A Comissão de Constituição e Justiça (CCJ) da Câmara dos Deputados aprovou na quarta-feira, dia 10 de junho, a admissibilidade da Proposta de Emenda à Constituição (PEC) que prevê a redução da maioridade penal de 18 para 16 anos. O texto recebeu 44 votos favoráveis e 18 contrários.
A aprovação na CCJ representa apenas a primeira etapa da tramitação da proposta. O texto ainda será analisado por uma comissão especial e, posteriormente, precisará ser votado em dois turnos pelo plenário da Câmara dos Deputados. Caso seja aprovado, seguirá para apreciação do Senado Federal.
A proposta original, apresentada pelo ex-deputado Gonzaga Patriota, previa mudanças mais amplas, incluindo o reconhecimento da plena capacidade civil aos 16 anos, permitindo casamento, assinatura de contratos, obtenção da Carteira Nacional de Habilitação (CNH), voto obrigatório e candidatura a cargos eletivos.
Entretanto, o relator da matéria, deputado Coronel Assis (PL-MT), retirou esses dispositivos e manteve apenas a alteração referente à responsabilização criminal. Segundo o parlamentar, a medida busca evitar questionamentos jurídicos e concentrar a discussão exclusivamente na esfera penal.
Além da PEC principal, o parecer também considerou admissíveis outras duas propostas relacionadas ao tema. Uma delas prevê a redução da maioridade penal apenas para crimes considerados excepcionais, como hediondos ou praticados com extrema crueldade, mediante avaliação técnica do adolescente. A outra propõe a responsabilização criminal de jovens a partir dos 16 anos para qualquer tipo de crime e prevê responsabilização de adolescentes entre 12 e 16 anos em casos de crimes violentos ou contra a vida.
Durante os debates, parlamentares favoráveis defenderam que a mudança atende a uma demanda da população e pode dificultar o uso de adolescentes por organizações criminosas.

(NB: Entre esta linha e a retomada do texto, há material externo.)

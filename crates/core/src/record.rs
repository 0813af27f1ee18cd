//! Record domain types.
//!
//! A [`Record`] is one typed unit of agent/model exchange: an incoming
//! event, an outgoing event, a reasoning note, an action invocation or its
//! result, or a capability descriptor. Records flow in one direction:
//! the agent loop produces them → the protocol crate encodes them into
//! tagged text → the model reads them inside a prompt.
//!
//! Records are immutable once produced and are consumed exactly once by an
//! encoder.

use chrono::{DateTime, Utc};
use serde::{Deserialize, Serialize};
use uuid::Uuid;

use crate::capability::CapabilityDescriptor;
use crate::error::Result;

/// The payload carried by an input or output record.
///
/// Text payloads are inlined into tagged text verbatim; data payloads are
/// serialized to compact JSON at encode time.
#[derive(Debug, Clone, PartialEq, Serialize, Deserialize)]
#[serde(untagged)]
pub enum Payload {
    Text(String),
    Data(serde_json::Value),
}

impl Payload {
    /// Build a data payload from any serializable value.
    pub fn data(value: impl Serialize) -> Result<Self> {
        Ok(Self::Data(serde_json::to_value(value)?))
    }

    /// Render this payload as wire text: text verbatim, data as compact JSON.
    pub fn to_wire(&self) -> String {
        match self {
            Self::Text(s) => s.clone(),
            // Serializing a Value to a string cannot fail.
            Self::Data(v) => v.to_string(),
        }
    }
}

impl From<String> for Payload {
    fn from(s: String) -> Self {
        Self::Text(s)
    }
}

impl From<&str> for Payload {
    fn from(s: &str) -> Self {
        Self::Text(s.to_string())
    }
}

/// An event received from the outside world (a chat message, a webhook).
#[derive(Debug, Clone, Serialize, Deserialize)]
pub struct InputRecord {
    /// Source kind (e.g. "discord:message").
    pub kind: String,

    /// Source parameters, rendered as tag attributes in insertion order.
    pub params: Vec<(String, String)>,

    /// The event payload.
    pub payload: Payload,

    /// When the event was observed.
    pub timestamp: DateTime<Utc>,
}

/// An event the agent emitted to the outside world.
#[derive(Debug, Clone, Serialize, Deserialize)]
pub struct OutputRecord {
    /// Output kind (e.g. "discord:message").
    pub kind: String,

    /// Output parameters, rendered as tag attributes in insertion order.
    pub params: Vec<(String, String)>,

    /// The emitted payload.
    pub payload: Payload,

    /// When the output was produced.
    pub timestamp: DateTime<Utc>,
}

/// A reasoning note the model produced for itself.
#[derive(Debug, Clone, Serialize, Deserialize)]
pub struct ThoughtRecord {
    /// The raw reasoning text.
    pub content: String,

    /// When the thought was recorded.
    pub timestamp: DateTime<Utc>,
}

/// A request to invoke a named action.
#[derive(Debug, Clone, Serialize, Deserialize)]
pub struct ActionCallRecord {
    /// Unique call ID, echoed back by the matching result.
    pub id: String,

    /// Name of the action to invoke.
    pub name: String,

    /// Arguments as a JSON value.
    pub arguments: serde_json::Value,

    /// When the call was issued.
    pub timestamp: DateTime<Utc>,
}

/// The result of an action invocation.
#[derive(Debug, Clone, Serialize, Deserialize)]
pub struct ActionResultRecord {
    /// Name of the action that ran.
    pub name: String,

    /// The call ID this result answers.
    pub call_id: String,

    /// Result as a JSON value.
    pub result: serde_json::Value,

    /// When the result was produced.
    pub timestamp: DateTime<Utc>,
}

/// One typed unit of agent/model exchange.
///
/// The set of variants is closed: the encoder in `reverie-protocol`
/// matches on it exhaustively, so an unencodable record cannot exist.
#[derive(Debug, Clone, Serialize, Deserialize)]
#[serde(tag = "ref", rename_all = "snake_case")]
pub enum Record {
    Input(InputRecord),
    Output(OutputRecord),
    Thought(ThoughtRecord),
    ActionCall(ActionCallRecord),
    ActionResult(ActionResultRecord),
    Capability(CapabilityDescriptor),
}

impl InputRecord {
    /// Create an input record observed now.
    pub fn new(
        kind: impl Into<String>,
        params: Vec<(String, String)>,
        payload: impl Into<Payload>,
    ) -> Self {
        Self {
            kind: kind.into(),
            params,
            payload: payload.into(),
            timestamp: Utc::now(),
        }
    }
}

impl OutputRecord {
    /// Create an output record produced now.
    pub fn new(
        kind: impl Into<String>,
        params: Vec<(String, String)>,
        payload: impl Into<Payload>,
    ) -> Self {
        Self {
            kind: kind.into(),
            params,
            payload: payload.into(),
            timestamp: Utc::now(),
        }
    }
}

impl ThoughtRecord {
    pub fn new(content: impl Into<String>) -> Self {
        Self {
            content: content.into(),
            timestamp: Utc::now(),
        }
    }
}

impl ActionCallRecord {
    /// Create a call with a freshly generated ID.
    pub fn new(name: impl Into<String>, arguments: serde_json::Value) -> Self {
        Self {
            id: Uuid::new_v4().to_string(),
            name: name.into(),
            arguments,
            timestamp: Utc::now(),
        }
    }

    /// Create a call with a caller-chosen ID (e.g. one the model issued).
    pub fn with_id(
        id: impl Into<String>,
        name: impl Into<String>,
        arguments: serde_json::Value,
    ) -> Self {
        Self {
            id: id.into(),
            name: name.into(),
            arguments,
            timestamp: Utc::now(),
        }
    }

    /// Pair this call with its result.
    pub fn result(&self, result: serde_json::Value) -> ActionResultRecord {
        ActionResultRecord::new(self.name.clone(), self.id.clone(), result)
    }
}

impl ActionResultRecord {
    /// Create a result answering the given call.
    pub fn new(
        name: impl Into<String>,
        call_id: impl Into<String>,
        result: serde_json::Value,
    ) -> Self {
        Self {
            name: name.into(),
            call_id: call_id.into(),
            result,
            timestamp: Utc::now(),
        }
    }
}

Já os deputados contrários argumentaram que a redução da maioridade penal não representa solução para a criminalidade e defenderam o fortalecimento das medidas socioeducativas previstas no Estatuto da Criança e do Adolescente (ECA).
Atualmente, adolescentes entre 12 e 18 anos que cometem atos infracionais estão sujeitos às medidas socioeducativas previstas no ECA, que incluem advertência, prestação de serviços à comunidade, liberdade assistida, semiliberdade e internação, esta última aplicada nos casos mais graves e limitada a três anos.